# [TASK ITEM]
Would you write out the records below exactly as given?

(Records from a dataset)
//! Thematic breaks.

use crate::state::BlockState;

/// Three or more `*`, `-` or `_`, optionally separated by spaces.
pub fn hr(state: &mut BlockState<'_>, start: usize, _end: usize, silent: bool) -> bool {
    if state.is_code_block(start) {
        return false;
    }
    let text = state.line_text(start);
    if !is_thematic_break(text) {
        return false;
    }
    if silent {
        return true;
    }

    let marker = text.chars().next().unwrap_or('-');
    let count = text.chars().filter(|&c| c == marker).count();
    state.line = start + 1;
    let token = state.push("hr", "hr", 0);
    token.markup = marker.to_string().repeat(count);
    token.map = Some((start, start + 1));
    true
}

/// Whether trimmed line text is a thematic break.
pub(crate) fn is_thematic_break(trimmed: &str) -> bool {
    let Some(marker) = trimmed.chars().next() else {
        return false;
    };
    if !matches!(marker, '*' | '-' | '_') {
        return false;
    }

    let mut count = 0;
    for c in trimmed.chars() {
        if c == marker {
            count += 1;
        } else if c != ' ' && c != '\t' {
            return false;
        }
    }
    count >= 3
}

#[cfg(test)]
mod tests {
    use pretty_assertions::assert_eq;

    use super::*;
    use crate::BlockParser;

    #[test]
    fn test_is_thematic_break() {
        assert!(is_thematic_break("---"));
        assert!(is_thematic_break("* * *"));
        assert!(is_thematic_break("_____"));
        assert!(!is_thematic_break("--"));
        assert!(!is_thematic_break("-*-"));
        assert!(!is_thematic_break("--- a"));
    }

    #[test]
    fn test_hr_token() {
        let tokens = BlockParser::commonmark().parse("* * *\n");

        assert_eq!(tokens[0].kind, "hr");
        assert_eq!(tokens[0].markup, "***");
    }

    #[test]
    fn test_hr_wins_over_list() {
        let tokens = BlockParser::commonmark().parse("- - -\n");

        assert_eq!(tokens.len(), 1);
        assert_eq!(tokens[0].kind, "hr");
    }
}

# [TASK ANSWER]
//! Thematic breaks.

use crate::state::BlockState;

/// Three or more `*`, `-` or `_`, optionally separated by spaces.
pub fn hr(state: &mut BlockState<'_>, start: usize, _end: usize, silent: bool) -> bool {
    if state.is_code_block(start) {
        return false;
    }
    let text = state.line_text(start);
    if !is_thematic_break(text) {
        return false;
    }
    if silent {
        return true;
    }

    let marker = text.chars().next().unwrap_or('-');
    let count = text.chars().filter(|&c| c == marker).count();
    state.line = start + 1;
    let token = state.push("hr", "hr", 0);
    token.markup = marker.to_string().repeat(count);
    token.map = Some((start, start + 1));
    true
}

/// Whether trimmed line text is a thematic break.
pub(crate) fn is_thematic_break(trimmed: &str) -> bool {
    let Some(marker) = trimmed.chars().next() else {
        return false;
    };
    if !matches!(marker, '*' | '-' | '_') {
        return false;
    }

    let mut count = 0;
    for c in trimmed.chars() {
        if c == marker {
            count += 1;
        } else if c != ' ' && c != '\t' {
            return false;
        }
    }
    count >= 3
}

#[cfg(test)]
mod tests {
    use pretty_assertions::assert_eq;

    use super::*;
    use crate::BlockParser;

    #[test]
    fn test_is_thematic_break() {
        assert!(is_thematic_break("---"));
        assert!(is_thematic_break("* * *"));
        assert!(is_thematic_break("_____"));
        assert!(!is_thematic_break("--"));
        assert!(!is_thematic_break("-*-"));
        assert!(!is_thematic_break("--- a"));
    }

    #[test]
    fn test_hr_token() {
        let tokens = BlockParser::commonmark().parse("* * *\n");

        assert_eq!(tokens[0].kind, "hr");
        assert_eq!(tokens[0].markup, "***");
    }

    #[test]
    fn test_hr_wins_over_list() {
        let tokens = BlockParser::commonmark().parse("- - -\n");

        assert_eq!(tokens.len(), 1);
        assert_eq!(tokens[0].kind, "hr");
    }
}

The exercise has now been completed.